A long right tail in this distribution — many tickets waiting 3, 7, or more days before anyone acts on them — is a sign that the team's intake process is not working: tickets are created but not triaged, prioritized, or assigned quickly enough to keep the queue from growing.

What you can conclude

  • A median first-move time above 48 hours suggests that ticket intake is not being triaged fast enough — issues are sitting unassigned longer than they should.
  • A long tail (P90 significantly higher than the median) indicates that a subset of tickets are being systematically ignored — likely low-priority issues that never get picked up.
  • A tight, left-skewed distribution (most tickets picked up within 24 hours) indicates a well-functioning backlog process with regular grooming and clear ownership.
  • When the 168h+ bucket is close in size to the 0–24h bucket, the team has a bimodal intake pattern — some tickets are picked up immediately while others are systematically ignored.

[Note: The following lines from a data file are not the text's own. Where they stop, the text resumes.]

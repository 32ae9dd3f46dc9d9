#![forbid(unsafe_code)]

//! Browser host for BlogSphere pages
//!
//! This crate runs the `libblogsphere` controllers inside a web page. It
//! implements the `Dom` and `Window` traits over `web-sys`, installs one
//! delegated listener per native event type on the document and feeds every
//! event through `App::dispatch`, spawning the returned request futures on the
//! browser's microtask queue.
//!
//! Page setup and the native event table are plain Rust and tested natively.
//! The `web-sys` glue is only compiled on `wasm32` targets.

pub mod listeners;
pub mod offsets;
pub mod setup;

#[cfg(target_arch = "wasm32")]
mod wasm;

#[cfg(target_arch = "wasm32")]
pub use wasm::start;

This is more concerning than a uniformly slow intake.

How this chart works

Histogram showing the distribution of time (in hours) from issue creation to first status transition out of To Do or Backlog. Buckets: 0–24h, 24–48h, 48–72h, 72–168h (3–7 days), 168h+ (7+ days). The 0–24h bucket is shown in teal (fast intake) and the 168h+ bucket in coral (problematic delay). Each bar is labeled with its percentage of total tickets. Median and P90 badges are shown above the chart.

When the 168h+ bucket exceeds 20% of all tickets, a coral long-tail alert banner is shown.

Use the project and date filters to compare intake responsiveness across teams or periods.